//! Masque - per-profile device identities for hooked applications
//!
//! This library keeps several isolated "profiles" of an app side by side:
//! each profile has its own set of device identifiers and its own copy of
//! the app's container storage. The injected shim (`masque-shim`) patches
//! filesystem and identity functions in the host process and answers them
//! from the current profile.

pub mod bindings;
pub mod config;
pub mod error;
pub mod hook;
pub mod identifiers;
pub mod lock;
pub mod paths;
pub mod persist;
pub mod profile;
pub mod runtime;

// Re-export commonly used types
pub use bindings::{Binding, BindingRegistry, LibloadingResolver, ReentrancyGuard, SymbolResolver};
pub use config::Config;
pub use error::{Error, HookError, IdentifierError, PathError, ProfileError, Result};
pub use hook::HookEngine;
pub use identifiers::{DeviceModel, IdentifierKind, IdentifierStore, OsVersion, Resolution, WifiInfo};
pub use paths::{InstallLayout, PathTranslator, translate_path_for_environment};
pub use profile::{Profile, ProfileContext, ProfileController};
pub use runtime::Runtime;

---

— TASK PROMPT —
From the first line to the last, copy the records without alteration.

— ANSWER BOX —
//! Masque - per-profile device identities for hooked applications
//!
//! This library keeps several isolated "profiles" of an app side by side:
//! each profile has its own set of device identifiers and its own copy of
//! the app's container storage. The injected shim (`masque-shim`) patches
//! filesystem and identity functions in the host process and answers them
//! from the current profile.

pub mod bindings;
pub mod config;
pub mod error;
pub mod hook;
pub mod identifiers;
pub mod lock;
pub mod paths;
pub mod persist;
pub mod profile;
pub mod runtime;

// Re-export commonly used types
pub use bindings::{Binding, BindingRegistry, LibloadingResolver, ReentrancyGuard, SymbolResolver};
pub use config::Config;
pub use error::{Error, HookError, IdentifierError, PathError, ProfileError, Result};
pub use hook::HookEngine;
pub use identifiers::{DeviceModel, IdentifierKind, IdentifierStore, OsVersion, Resolution, WifiInfo};
pub use paths::{InstallLayout, PathTranslator, translate_path_for_environment};
pub use profile::{Profile, ProfileContext, ProfileController};
pub use runtime::Runtime;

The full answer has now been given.